Repsol ha sufrido una fuerte caída de sus resultados en el primer semestre de 2025. La energética ha ganado 603 millones, lo que supone un descenso del 62,9%, según los datos reportados a la Comisión Nacional del Mercado de Valores (CNMV) este jueves.

El resultado neto ajustado, aquel que mide exclusivamente el desempeño de los negocios, se ha quedado en 1.353 millones de euros, lo que representa una caída del 36,4%. Este significativo retroceso de resultados no ha impactado sobre la retribución al accionista. El ebitda retrocede un 25,7%, hasta los 3.076 millones de euros.

Tras comunicar el cierre de recompra de acciones este miércoles por 300 millones de euros, esta misma mañaana ha anunciado un nuevo plan de recompra de títulos por otros 350 millones de euros.

La fuerte caída de resultados viene determinada por los malos números cosechados en el negocio de refino y química. No obstante, están por encima de las previsiones del consenso de analistas. El resto de negocios, desde la exploración y producción al marketing, la distribución de carburantes o la comercialización de luz y gas han mejorado entre enero y junio. Sin embargo, el peso de la downstream ha sido determinante.

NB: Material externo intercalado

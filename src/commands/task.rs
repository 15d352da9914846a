// Task list controller - owns the collection and every operation on it
// Each committed mutation replaces the whole collection, then persists it

use crate::dialog::{self, Dialogs, Notice};
use crate::error::{Result, TaskListError};
use crate::models::{EditSession, InsertOrder, Priority, PriorityFilter, Settings, Task, TaskDraft};
use crate::storage::{KeyValueStore, loadTasks, saveTasks};
use super::common::{newId, now};
use super::view::{Pager, TaskView, deriveView};

/// Result of a confirmation-gated operation
#[derive(Debug, Clone, Copy, PartialEq, Eq)]
pub enum Outcome {
    Applied,
    Cancelled,
    NotFound,
}

/// Replacement values for commitEdit; None falls back to the scratch field, then the task
#[derive(Debug, Clone, Default, PartialEq, Eq)]
pub struct EditInput {
    pub text: Option<String>,
    pub priority: Option<Priority>,
}

pub struct TaskListController<S: KeyValueStore, D: Dialogs> {
    store: S,
    dialogs: D,
    settings: Settings,
    tasks: Vec<Task>,
    draft: TaskDraft,
    editing: Option<EditSession>,
    filter: PriorityFilter,
    page: usize,
}

impl<S: KeyValueStore, D: Dialogs> TaskListController<S, D> {
    /// Load the collection from the store (empty when missing or unreadable)
    pub fn load(store: S, dialogs: D, settings: Settings) -> Self {
        let settings = settings.normalized();
        let tasks = loadTasks(&store, &settings.storageKey);
        tracing::info!("[TaskListController::load] {} tasks under '{}'", tasks.len(), settings.storageKey);
        Self {
            store,
            dialogs,
            draft: TaskDraft { text: String::new(), priority: settings.defaultPriority },
            settings,
            tasks,
            editing: None,
            filter: PriorityFilter::All,
            page: 0,
        }
    }

    // ============================================
    // ACCESSORS
    // ============================================

    pub fn tasks(&self) -> &[Task] {
        &self.tasks
    }

    pub fn settings(&self) -> &Settings {
        &self.settings
    }

    pub fn draft(&self) -> &TaskDraft {
        &self.draft
    }

    pub fn editing(&self) -> Option<&EditSession> {
        self.editing.as_ref()
    }

    pub fn filter(&self) -> PriorityFilter {
        self.filter
    }

    pub fn page(&self) -> usize {
        self.page
    }

    pub fn store(&self) -> &S {
        &self.store
    }

    pub fn dialogs(&self) -> &D {
        &self.dialogs
    }

    fn find(&self, id: i64) -> Option<&Task> {
        self.tasks.iter().find(|t| t.id == id)
    }

    fn notify(&self, notice: Notice) {
        if self.settings.notificationsEnabled {
            self.dialogs.notify(&notice);
        }
    }

    /// Swap in the new collection and write it through to the store
    fn commit(&mut self, tasks: Vec<Task>) -> Result<()> {
        self.tasks = tasks;
        // A shrinking collection must not leave the view past the last page
        self.page = self.pager().select(self.page);
        if let Err(e) = saveTasks(&self.store, &self.settings.storageKey, &self.tasks) {
            tracing::error!("[commit] Failed to persist {} tasks: {}", self.tasks.len(), e);
            self.notify(dialog::storageErrorNotice(&e.to_string()));
            return Err(e);
        }
        Ok(())
    }

    // ============================================
    // DRAFT / ADD
    // ============================================

    pub fn setDraftText(&mut self, text: impl Into<String>) {
        self.draft.text = text.into();
    }

    pub fn setDraftPriority(&mut self, priority: Priority) {
        self.draft.priority = priority;
    }

    /// Add from the new-task input fields
    pub fn submitDraft(&mut self) -> Result<Task> {
        let TaskDraft { text, priority } = self.draft.clone();
        self.addTask(&text, Some(priority))
    }

    pub fn addTask(&mut self, text: &str, priority: Option<Priority>) -> Result<Task> {
        if text.trim().is_empty() {
            tracing::info!("[addTask] Rejected empty task text");
            self.notify(dialog::emptyTaskNotice());
            return Err(TaskListError::EmptyTaskText);
        }

        let priority = priority.unwrap_or(self.settings.defaultPriority);
        let task = Task::new(newId(&self.tasks, now()), text, priority);

        let mut updated = Vec::with_capacity(self.tasks.len() + 1);
        match self.settings.insertOrder {
            InsertOrder::NewestFirst => {
                updated.push(task.clone());
                updated.extend(self.tasks.iter().cloned());
            }
            InsertOrder::Append => {
                updated.extend(self.tasks.iter().cloned());
                updated.push(task.clone());
            }
        }

        self.draft = TaskDraft { text: String::new(), priority: self.settings.defaultPriority };
        tracing::info!("[addTask] Added task {} ({})", task.id, task.priority.asStr());
        self.commit(updated)?;
        self.notify(dialog::addedNotice());
        Ok(task)
    }

    // ============================================
    // TOGGLE
    // ============================================

    pub async fn toggleCompletion(&mut self, id: i64) -> Result<Outcome> {
        let Some(completed) = self.find(id).map(|t| t.completed) else {
            tracing::warn!("[toggleCompletion] Task {} not found", id);
            return Ok(Outcome::NotFound);
        };

        if !self.dialogs.confirm(&dialog::togglePrompt(completed)).await {
            tracing::info!("[toggleCompletion] Cancelled for task {}", id);
            return Ok(Outcome::Cancelled);
        }

        let updated = self
            .tasks
            .iter()
            .map(|t| if t.id == id { Task { completed: !completed, ..t.clone() } } else { t.clone() })
            .collect();

        tracing::info!("[toggleCompletion] Task {} completed: {} -> {}", id, completed, !completed);
        self.commit(updated)?;
        self.notify(dialog::toggledNotice(completed));
        Ok(Outcome::Applied)
    }

    // ============================================
    // EDIT
    // ============================================

    /// Enter edit mode; ignored while another task is being edited
    pub fn beginEdit(&mut self, id: i64) -> bool {
        if let Some(session) = &self.editing {
            if session.taskId != id {
                tracing::debug!("[beginEdit] Task {} is being edited, ignoring {}", session.taskId, id);
            }
            return session.taskId == id;
        }
        if self.find(id).is_none() {
            tracing::warn!("[beginEdit] Task {} not found", id);
            return false;
        }
        tracing::debug!("[beginEdit] Editing task {}", id);
        self.editing = Some(EditSession::new(id));
        true
    }

    pub fn setEditText(&mut self, text: impl Into<String>) {
        if let Some(session) = self.editing.as_mut() {
            session.text = text.into();
        }
    }

    pub fn setEditPriority(&mut self, priority: Priority) {
        if let Some(session) = self.editing.as_mut() {
            session.priority = Some(priority);
        }
    }

    pub fn cancelEdit(&mut self) {
        if let Some(session) = self.editing.take() {
            tracing::debug!("[cancelEdit] Left edit mode for task {}", session.taskId);
        }
    }

    /// Text and priority to render for a row in edit mode, None when the row is not being edited
    pub fn editDisplay<'a>(&'a self, task: &'a Task) -> Option<(&'a str, Priority)> {
        self.editing
            .as_ref()
            .filter(|s| s.taskId == task.id)
            .map(|s| (s.displayText(task), s.displayPriority(task)))
    }

    pub async fn commitEdit(&mut self, id: i64, input: EditInput) -> Result<Outcome> {
        let Some(current) = self.find(id).cloned() else {
            tracing::warn!("[commitEdit] Task {} not found", id);
            return Ok(Outcome::NotFound);
        };

        let scratch = self.editing.as_ref().filter(|s| s.taskId == id);
        let text = input
            .text
            .filter(|t| !t.trim().is_empty())
            .or_else(|| scratch.map(|s| s.text.clone()).filter(|t| !t.trim().is_empty()))
            .unwrap_or(current.text);
        let priority = input
            .priority
            .or_else(|| scratch.and_then(|s| s.priority))
            .unwrap_or(current.priority);

        if !self.dialogs.confirm(&dialog::editPrompt()).await {
            tracing::info!("[commitEdit] Cancelled for task {}", id);
            return Ok(Outcome::Cancelled);
        }

        let updated = self
            .tasks
            .iter()
            .map(|t| {
                if t.id == id {
                    Task { text: text.clone(), priority, ..t.clone() }
                } else {
                    t.clone()
                }
            })
            .collect();

        if self.editing.as_ref().is_some_and(|s| s.taskId == id) {
            self.editing = None;
        }
        tracing::info!("[commitEdit] Updated task {} ({})", id, priority.asStr());
        self.commit(updated)?;
        self.notify(dialog::editedNotice());
        Ok(Outcome::Applied)
    }

    // ============================================
    // DELETE
    // ============================================

    pub async fn deleteTask(&mut self, id: i64) -> Result<Outcome> {
        if self.find(id).is_none() {
            tracing::warn!("[deleteTask] Task {} not found", id);
            return Ok(Outcome::NotFound);
        }

        if !self.dialogs.confirm(&dialog::deletePrompt()).await {
            tracing::info!("[deleteTask] Cancelled for task {}", id);
            return Ok(Outcome::Cancelled);
        }

        let updated: Vec<Task> = self.tasks.iter().filter(|t| t.id != id).cloned().collect();
        if self.editing.as_ref().is_some_and(|s| s.taskId == id) {
            self.editing = None;
        }

        tracing::info!("[deleteTask] Deleted task {}, {} remaining", id, updated.len());
        self.commit(updated)?;
        self.notify(dialog::deletedNotice());
        Ok(Outcome::Applied)
    }

    // ============================================
    // VIEW STATE
    // ============================================

    /// Changing the filter returns to the first page
    pub fn setFilter(&mut self, filter: PriorityFilter) {
        if self.filter != filter {
            self.filter = filter;
            self.page = 0;
        }
    }

    pub fn pager(&self) -> Pager {
        let total = if self.settings.pagerCountsFiltered {
            self.tasks.iter().filter(|t| self.filter.matches(t.priority)).count()
        } else {
            self.tasks.len()
        };
        Pager::new(total, self.settings.pageSize)
    }

    /// Record the page index emitted by the pager
    pub fn setPage(&mut self, index: usize) {
        self.page = self.pager().select(index);
    }

    pub fn view(&self) -> TaskView {
        deriveView(&self.tasks, self.filter, self.page, self.settings.pageSize)
    }
}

La compañía espera que en los próximos meses se normalice la operativa de sus refinerías y centrales químicas y así poder capturar las oportunidades en este segmento. La primera mitad del año ha estado marcada por las interrupciones. Algunas por paradas de mantenimiento y otras por cuestiones de responsabilidad de la compañía, pero también ha sufrido problemas de operatividad por factores ajenos a la compañía.